#### Records
//! Code-embedded default templates. A (channel, event) pair falls back to
//! these when no DB row exists; "reset" restores them.

use seonoc_common::types::{Channel, EventType};

/// Every pair that ships with a default.
pub const DEFAULT_EVENTS: &[(Channel, EventType)] = &[
    (Channel::Telegram, EventType::SeoChange),
    (Channel::Telegram, EventType::SeoNetworkCreated),
    (Channel::Telegram, EventType::SeoOptimization),
    (Channel::Telegram, EventType::SeoOptimizationStatus),
    (Channel::Telegram, EventType::SeoComplaint),
    (Channel::Telegram, EventType::SeoProjectComplaint),
    (Channel::Telegram, EventType::SeoReminder),
    (Channel::Telegram, EventType::DomainExpiration),
    (Channel::Telegram, EventType::DomainDown),
    (Channel::Telegram, EventType::SeoNodeDeleted),
    (Channel::Telegram, EventType::Test),
];

const DIVIDER: &str = "━━━━━━━━━━━━━━━━━━━━━━";

/// (title, body) for a pair, or None when the pair has no default.
pub fn default_template(channel: Channel, event_type: EventType) -> Option<(&'static str, &'static str)> {
    if channel != Channel::Telegram {
        return None;
    }
    let pair = match event_type {
        EventType::SeoChange => ("SEO Structure Update", SEO_CHANGE),
        EventType::SeoNetworkCreated => ("New SEO Network Created", SEO_NETWORK_CREATED),
        EventType::SeoOptimization => ("SEO Optimization Activity", SEO_OPTIMIZATION),
        EventType::SeoOptimizationStatus => {
            ("SEO Optimization Status Update", SEO_OPTIMIZATION_STATUS)
        }
        EventType::SeoComplaint => ("SEO Optimization Complaint", SEO_COMPLAINT),
        EventType::SeoProjectComplaint => ("Project-Level Complaint", SEO_PROJECT_COMPLAINT),
        EventType::SeoReminder => ("SEO Optimization Reminder", SEO_REMINDER),
        EventType::DomainExpiration => ("Domain Expiration Alert", DOMAIN_EXPIRATION),
        EventType::DomainDown => ("Domain Down Alert", DOMAIN_DOWN),
        EventType::SeoNodeDeleted => ("SEO Node Deleted", SEO_NODE_DELETED),
        EventType::Test => ("Test Notification", TEST),
    };
    Some(pair)
}

const SEO_CHANGE: &str = "👤 <b>SEO STRUCTURE UPDATE</b>

{{user.display_name}} changed the SEO structure of network '<b>{{network.name}}</b>' for brand '<b>{{brand.name}}</b>':

━━━━━━━━━━━━━━━━━━━━━━
📌 <b>ACTION SUMMARY</b>
━━━━━━━━━━━━━━━━━━━━━━
• Action: {{change.action_label}}
• By: {{user.display_name}} ({{user.email}})
• Time: {{timestamp.local}}

━━━━━━━━━━━━━━━━━━━━━━
📝 <b>CHANGE RATIONALE</b>
━━━━━━━━━━━━━━━━━━━━━━
\"{{change.reason}}\"

━━━━━━━━━━━━━━━━━━━━━━
{{change.details}}

━━━━━━━━━━━━━━━━━━━━━━
🧭 <b>CURRENT SEO STRUCTURE</b>
━━━━━━━━━━━━━━━━━━━━━━
{{structure.current}}

👁 <b>CC:</b> {{telegram.leaders}}";

const SEO_NETWORK_CREATED: &str = "👤 <b>NEW SEO NETWORK CREATED</b>

{{user.display_name}} created SEO network '<b>{{network.name}}</b>' for brand '<b>{{brand.name}}</b>'.

━━━━━━━━━━━━━━━━━━━━━━
📌 <b>NETWORK DETAILS</b>
━━━━━━━━━━━━━━━━━━━━━━
• Network: {{network.name}}
• Brand: {{brand.name}}
• Created by: {{user.display_name}} ({{user.email}})
• Time: {{timestamp.local}}

━━━━━━━━━━━━━━━━━━━━━━
🧭 <b>INITIAL SEO STRUCTURE</b>
━━━━━━━━━━━━━━━━━━━━━━
{{structure.current}}

👁 <b>CC:</b> {{telegram.leaders}}";

const SEO_OPTIMIZATION: &str = "📘 <b>SEO OPTIMIZATION ACTIVITY</b>

<b>{{user.display_name}}</b> added an SEO optimization activity
on network '<b>{{network.name}}</b>' for brand '<b>{{brand.name}}</b>'.

━━━━━━━━━━━━━━━━━━━━━━
📌 <b>SUMMARY</b>
━━━━━━━━━━━━━━━━━━━━━━
• <b>Type:</b> {{optimization.type_label}}
• <b>Status:</b> {{optimization.status_label}}
• <b>By:</b> {{user.display_name}} ({{user.email}})
• <b>Time:</b> {{timestamp.local}}

📝 <b>Title:</b>
{{optimization.title}}

📄 <b>Description:</b>
\"{{optimization.description}}\"

🎯 <b>Targets:</b>
{{optimization.targets}}

🔑 <b>Keywords:</b>
{{optimization.keywords}}

📊 <b>Expected Impact:</b>
{{optimization.expected_impact}}

📎 <b>Reports:</b>
{{optimization.reports}}

━━━━━━━━━━━━━━━━━━━━━━
<i>⚠️ Note: no SEO structure change</i>

👁 <b>CC:</b> {{telegram.leaders}}";

const SEO_OPTIMIZATION_STATUS: &str = "{{impact.severity_emoji}} <b>SEO OPTIMIZATION STATUS UPDATE</b>

<b>{{user.display_name}}</b> changed the status of an optimization activity
on network '<b>{{network.name}}</b>' for brand '<b>{{brand.name}}</b>'.

━━━━━━━━━━━━━━━━━━━━━━
📝 <b>Activity:</b>
{{optimization.title}}

🔄 <b>Status Change:</b>
{{change.before}} → <b>{{change.after}}</b>

👤 <b>Changed by:</b> {{user.display_name}} ({{user.email}})
🕐 <b>Time:</b> {{timestamp.local}}

━━━━━━━━━━━━━━━━━━━━━━
<i>⚠️ Note: no SEO structure change</i>

👁 <b>CC:</b> {{telegram.leaders}}";

const SEO_COMPLAINT: &str = "🚨 <b>SEO OPTIMIZATION COMPLAINT</b>

<b>{{user.display_name}}</b> filed a complaint
on SEO network '<b>{{network.name}}</b>' for brand '<b>{{brand.name}}</b>'.

━━━━━━━━━━━━━━━━━━━━━━
📌 <b>OPTIMIZATION DETAILS</b>
━━━━━━━━━━━━━━━━━━━━━━
• Title: {{optimization.title}}
• Type: {{optimization.type_label}}
• Status: {{optimization.status_label}}

━━━━━━━━━━━━━━━━━━━━━━
👥 <b>Network Managers (tagged):</b>
{{telegram.project_managers}}

📁 <b>Category:</b> {{complaint.category_label}}
{{complaint.priority_label}}

━━━━━━━━━━━━━━━━━━━━━━
📝 <b>Complaint Reason:</b>
\"{{complaint.reason}}\"

📎 <b>Related Reports:</b>
{{complaint.reports}}

🕐 <b>Time:</b> {{timestamp.local}}

━━━━━━━━━━━━━━━━━━━━━━
⚠️ <b>Action Required:</b>
<i>Please review and respond to this complaint.</i>";

const SEO_PROJECT_COMPLAINT: &str = "🚨 <b>PROJECT-LEVEL COMPLAINT</b>

<b>{{user.display_name}}</b> filed a complaint
on SEO network '<b>{{network.name}}</b>'.

<i>This complaint is not tied to a specific optimization;
it concerns the management of the project as a whole.</i>

━━━━━━━━━━━━━━━━━━━━━━
👥 <b>Network Managers (tagged):</b>
{{telegram.project_managers}}

📁 <b>Category:</b> {{complaint.category_label}}
{{complaint.priority_label}}

━━━━━━━━━━━━━━━━━━━━━━
📝 <b>Complaint Reason:</b>
\"{{complaint.reason}}\"

📎 <b>Related Reports:</b>
{{complaint.reports}}

🕐 <b>Time:</b> {{timestamp.local}}

━━━━━━━━━━━━━━━━━━━━━━
⚠️ <b>Action Required:</b>
<i>Please review and respond to this complaint.</i>";

const SEO_REMINDER: &str = "⏰ <b>SEO OPTIMIZATION REMINDER</b>

The optimization below has been running for <b>{{reminder.days_in_progress}} days</b> and is still \"<b>{{reminder.optimization_status}}</b>\".

━━━━━━━━━━━━━━━━━━━━━━
📝 <b>Optimization Details:</b>
• <b>Network:</b> {{network.name}}
• <b>Brand:</b> {{brand.name}}
• <b>Title:</b> {{optimization.title}}
• <b>Status:</b> {{optimization.status_label}}

━━━━━━━━━━━━━━━━━━━━━━
👥 <b>Tagged:</b>
{{telegram.tagged_users}}

━━━━━━━━━━━━━━━━━━━━━━
⚠️ <b>Action Required:</b>
<i>Update this optimization's status or add a progress note.</i>";

const DOMAIN_EXPIRATION: &str = "⚠️ <b>DOMAIN EXPIRATION ALERT</b>

Domain <b>{{domain.name}}</b> expires in <b>{{domain.days_until_expiry}} days</b>.

━━━━━━━━━━━━━━━━━━━━━━
📌 <b>DOMAIN DETAILS</b>
━━━━━━━━━━━━━━━━━━━━━━
• Domain: {{domain.name}}
• Expiry Date: {{domain.expiry_date}}
• Registrar: {{domain.registrar}}

━━━━━━━━━━━━━━━━━━━━━━
🧭 <b>SEO NETWORK CONTEXT</b>
━━━━━━━━━━━━━━━━━━━━━━
• Network: {{network.name}}
• Role: {{node.role}}
• Tier: {{node.tier}}

📊 <b>IMPACT ANALYSIS</b>
━━━━━━━━━━━━━━━━━━━━━━
• Severity: {{impact.severity_emoji}} {{impact.severity}}
• Upstream Chain: {{structure.upstream_chain}}
• Downstream Impact: {{structure.downstream_impact}}

━━━━━━━━━━━━━━━━━━━━━━
⚠️ <b>Action Required:</b>
<i>Renew the domain before expiration to avoid SEO impact.</i>";

const DOMAIN_DOWN: &str = "🔴 <b>DOMAIN DOWN ALERT</b>

Domain <b>{{domain.name}}</b> is unreachable!

━━━━━━━━━━━━━━━━━━━━━━
📌 <b>STATUS DETAILS</b>
━━━━━━━━━━━━━━━━━━━━━━
• Domain: {{domain.name}}
• HTTP Status: {{domain.http_status}}
• Response Time: {{domain.response_time}}
• Checked At: {{timestamp.local}}

━━━━━━━━━━━━━━━━━━━━━━
🧭 <b>SEO NETWORK CONTEXT</b>
━━━━━━━━━━━━━━━━━━━━━━
• Network: {{network.name}}
• Role: {{node.role}}
• Tier: {{node.tier}}

📊 <b>IMPACT ANALYSIS</b>
━━━━━━━━━━━━━━━━━━━━━━
• Severity: {{impact.severity_emoji}} {{impact.severity}}
• Affected Nodes: {{impact.affected_count}}
• Upstream Chain: {{structure.upstream_chain}}

━━━━━━━━━━━━━━━━━━━━━━
🚨 <b>URGENT Action Required:</b>
<i>Investigate and restore the domain immediately.</i>";

const SEO_NODE_DELETED: &str = "🗑️ <b>SEO NODE DELETED</b>

<b>{{user.display_name}}</b> deleted a node from network '<b>{{network.name}}</b>' for brand '<b>{{brand.name}}</b>'.

━━━━━━━━━━━━━━━━━━━━━━
📌 <b>NODE DETAILS (BEFORE DELETION)</b>
━━━━━━━━━━━━━━━━━━━━━━
• <b>Node:</b> {{node.domain}}{{node.full_path}}
• <b>Role:</b> {{node.role}}
• <b>Status:</b> {{node.status}}
• <b>Index:</b> {{node.index}}
• <b>Target:</b> {{node.target}}

━━━━━━━━━━━━━━━━━━━━━━
📝 <b>DELETION RATIONALE</b>
━━━━━━━━━━━━━━━━━━━━━━
\"{{change.reason}}\"

━━━━━━━━━━━━━━━━━━━━━━
⚠️ <b>DELETION IMPACT</b>
━━━━━━━━━━━━━━━━━━━━━━
• <b>Authority Flow:</b> BROKEN
• <b>Severity:</b> {{impact.severity}}
• <b>Affected Nodes:</b> {{impact.affected_count}}

━━━━━━━━━━━━━━━━━━━━━━
🧭 <b>SEO STRUCTURE (BEFORE DELETION)</b>
━━━━━━━━━━━━━━━━━━━━━━
{{structure.before_deletion}}

━━━━━━━━━━━━━━━━━━━━━━
🕐 <b>Time:</b> {{timestamp.local}}
👤 <b>By:</b> {{user.display_name}} ({{user.email}})

👁 <b>CC:</b> {{telegram.leaders}}";

const TEST: &str = "🔔 <b>TEST MESSAGE - NO SEO CHANGE</b>

This is a test message to verify the chat notification configuration.

━━━━━━━━━━━━━━━━━━━━━━
• Sent by: {{user.display_name}} ({{user.email}})
• Time: {{timestamp.local}}
━━━━━━━━━━━━━━━━━━━━━━

✅ If you can read this, the configuration works.";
########
Across the whole listing, show each line where the word "SeoNodeDeleted" occurs.

    (Channel::Telegram, EventType::SeoNodeDeleted),
        EventType::SeoNodeDeleted => ("SEO Node Deleted", SEO_NODE_DELETED),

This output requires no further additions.